Action item:
Using the records beneath, say how many lines contain the word "Duration", without comment.

Records provided:
----

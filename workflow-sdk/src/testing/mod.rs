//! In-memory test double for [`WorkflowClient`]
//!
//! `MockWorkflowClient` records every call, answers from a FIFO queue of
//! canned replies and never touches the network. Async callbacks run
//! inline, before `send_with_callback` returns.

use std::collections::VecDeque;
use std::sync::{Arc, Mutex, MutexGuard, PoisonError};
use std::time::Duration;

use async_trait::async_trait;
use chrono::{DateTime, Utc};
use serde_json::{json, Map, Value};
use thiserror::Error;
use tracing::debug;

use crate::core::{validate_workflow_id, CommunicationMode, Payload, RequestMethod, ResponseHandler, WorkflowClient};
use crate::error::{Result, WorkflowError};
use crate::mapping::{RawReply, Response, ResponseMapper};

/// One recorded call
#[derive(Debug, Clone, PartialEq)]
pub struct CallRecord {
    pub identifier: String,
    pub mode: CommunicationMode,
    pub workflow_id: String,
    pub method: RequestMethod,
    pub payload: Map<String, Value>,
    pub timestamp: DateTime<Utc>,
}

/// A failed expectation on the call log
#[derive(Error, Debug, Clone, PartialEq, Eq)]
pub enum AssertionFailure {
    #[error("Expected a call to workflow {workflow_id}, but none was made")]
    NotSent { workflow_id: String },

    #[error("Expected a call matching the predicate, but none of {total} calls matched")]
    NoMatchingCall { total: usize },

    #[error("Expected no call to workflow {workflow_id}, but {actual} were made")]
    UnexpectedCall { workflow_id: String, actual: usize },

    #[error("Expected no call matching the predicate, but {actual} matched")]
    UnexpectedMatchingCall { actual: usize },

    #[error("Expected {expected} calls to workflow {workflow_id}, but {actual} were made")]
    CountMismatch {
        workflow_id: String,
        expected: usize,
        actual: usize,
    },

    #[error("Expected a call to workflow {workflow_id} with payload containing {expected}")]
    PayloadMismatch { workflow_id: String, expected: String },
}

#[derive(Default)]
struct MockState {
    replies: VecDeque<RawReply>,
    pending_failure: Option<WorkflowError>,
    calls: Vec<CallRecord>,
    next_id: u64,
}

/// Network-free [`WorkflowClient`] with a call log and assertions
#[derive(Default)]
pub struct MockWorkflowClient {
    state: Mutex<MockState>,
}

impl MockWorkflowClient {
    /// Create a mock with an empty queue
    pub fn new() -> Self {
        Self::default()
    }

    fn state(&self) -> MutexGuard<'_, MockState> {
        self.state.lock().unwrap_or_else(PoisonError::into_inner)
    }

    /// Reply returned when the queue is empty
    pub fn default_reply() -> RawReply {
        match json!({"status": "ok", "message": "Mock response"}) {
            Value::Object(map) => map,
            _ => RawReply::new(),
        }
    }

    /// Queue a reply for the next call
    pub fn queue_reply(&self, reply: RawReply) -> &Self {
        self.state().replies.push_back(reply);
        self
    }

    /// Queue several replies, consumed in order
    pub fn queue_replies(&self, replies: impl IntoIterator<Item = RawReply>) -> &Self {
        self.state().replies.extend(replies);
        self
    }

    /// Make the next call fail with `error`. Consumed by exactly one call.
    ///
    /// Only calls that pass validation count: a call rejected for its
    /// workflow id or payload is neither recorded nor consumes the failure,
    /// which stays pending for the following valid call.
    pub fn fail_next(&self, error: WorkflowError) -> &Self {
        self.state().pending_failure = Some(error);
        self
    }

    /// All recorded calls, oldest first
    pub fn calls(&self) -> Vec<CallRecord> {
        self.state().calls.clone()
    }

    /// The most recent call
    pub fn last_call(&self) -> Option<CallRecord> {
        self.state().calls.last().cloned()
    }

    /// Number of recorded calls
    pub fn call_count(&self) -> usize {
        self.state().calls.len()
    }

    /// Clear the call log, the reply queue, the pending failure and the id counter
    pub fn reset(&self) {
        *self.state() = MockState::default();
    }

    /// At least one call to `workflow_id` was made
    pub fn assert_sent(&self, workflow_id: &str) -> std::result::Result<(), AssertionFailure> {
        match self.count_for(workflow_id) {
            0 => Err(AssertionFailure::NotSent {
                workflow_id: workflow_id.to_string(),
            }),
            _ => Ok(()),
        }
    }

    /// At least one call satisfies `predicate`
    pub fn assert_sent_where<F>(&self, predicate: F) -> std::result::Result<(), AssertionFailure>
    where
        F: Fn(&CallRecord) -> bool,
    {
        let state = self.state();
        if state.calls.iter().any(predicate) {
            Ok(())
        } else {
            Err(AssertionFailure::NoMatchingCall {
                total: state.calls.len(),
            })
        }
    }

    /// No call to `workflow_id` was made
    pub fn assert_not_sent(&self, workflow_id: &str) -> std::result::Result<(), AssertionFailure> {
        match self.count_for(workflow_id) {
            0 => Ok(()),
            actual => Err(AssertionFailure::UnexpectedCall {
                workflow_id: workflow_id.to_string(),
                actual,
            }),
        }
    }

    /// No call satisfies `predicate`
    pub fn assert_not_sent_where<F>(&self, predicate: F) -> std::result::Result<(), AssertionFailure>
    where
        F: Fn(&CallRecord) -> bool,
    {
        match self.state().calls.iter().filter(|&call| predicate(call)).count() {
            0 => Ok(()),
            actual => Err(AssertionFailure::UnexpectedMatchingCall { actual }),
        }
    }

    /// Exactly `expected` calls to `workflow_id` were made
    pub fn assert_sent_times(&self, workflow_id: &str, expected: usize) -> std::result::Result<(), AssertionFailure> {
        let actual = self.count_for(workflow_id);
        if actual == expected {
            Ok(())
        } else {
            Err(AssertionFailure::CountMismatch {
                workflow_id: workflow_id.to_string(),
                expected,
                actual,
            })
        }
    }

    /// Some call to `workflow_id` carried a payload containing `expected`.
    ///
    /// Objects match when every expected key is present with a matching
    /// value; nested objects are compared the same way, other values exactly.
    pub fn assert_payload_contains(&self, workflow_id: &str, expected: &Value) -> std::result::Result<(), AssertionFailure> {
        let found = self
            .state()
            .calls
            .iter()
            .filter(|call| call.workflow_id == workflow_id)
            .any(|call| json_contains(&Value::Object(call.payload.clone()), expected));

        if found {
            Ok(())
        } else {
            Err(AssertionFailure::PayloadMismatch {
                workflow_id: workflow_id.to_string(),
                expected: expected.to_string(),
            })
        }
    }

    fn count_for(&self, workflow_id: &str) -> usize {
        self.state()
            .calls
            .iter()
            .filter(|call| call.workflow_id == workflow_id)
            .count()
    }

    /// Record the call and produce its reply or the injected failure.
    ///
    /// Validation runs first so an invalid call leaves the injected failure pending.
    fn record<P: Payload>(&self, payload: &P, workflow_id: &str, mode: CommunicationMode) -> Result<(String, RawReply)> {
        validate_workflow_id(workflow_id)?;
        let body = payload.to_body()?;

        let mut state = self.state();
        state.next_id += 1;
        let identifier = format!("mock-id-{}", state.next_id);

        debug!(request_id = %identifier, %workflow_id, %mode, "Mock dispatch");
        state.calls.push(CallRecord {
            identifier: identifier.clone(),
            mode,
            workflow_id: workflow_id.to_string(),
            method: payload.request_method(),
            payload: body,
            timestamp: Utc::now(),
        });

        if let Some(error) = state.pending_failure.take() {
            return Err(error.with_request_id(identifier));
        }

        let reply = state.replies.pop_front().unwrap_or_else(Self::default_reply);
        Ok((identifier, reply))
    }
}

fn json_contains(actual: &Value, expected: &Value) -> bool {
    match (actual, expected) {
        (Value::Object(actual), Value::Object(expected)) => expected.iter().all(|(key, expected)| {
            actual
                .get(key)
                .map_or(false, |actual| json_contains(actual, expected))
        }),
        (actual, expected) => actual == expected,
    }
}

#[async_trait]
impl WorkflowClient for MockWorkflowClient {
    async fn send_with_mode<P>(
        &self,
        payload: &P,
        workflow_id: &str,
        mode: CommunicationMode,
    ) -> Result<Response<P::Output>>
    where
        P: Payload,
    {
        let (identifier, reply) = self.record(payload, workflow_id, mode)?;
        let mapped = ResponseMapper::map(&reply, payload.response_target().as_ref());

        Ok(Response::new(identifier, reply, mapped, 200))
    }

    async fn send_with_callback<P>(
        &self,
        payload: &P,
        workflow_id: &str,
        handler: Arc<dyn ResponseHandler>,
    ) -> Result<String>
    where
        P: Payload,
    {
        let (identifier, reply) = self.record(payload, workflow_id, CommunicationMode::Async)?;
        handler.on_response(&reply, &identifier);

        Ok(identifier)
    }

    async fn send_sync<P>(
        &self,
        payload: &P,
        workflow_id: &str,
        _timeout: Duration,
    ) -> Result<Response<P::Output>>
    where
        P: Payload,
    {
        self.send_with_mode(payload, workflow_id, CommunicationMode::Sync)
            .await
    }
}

----

Problem solution:
2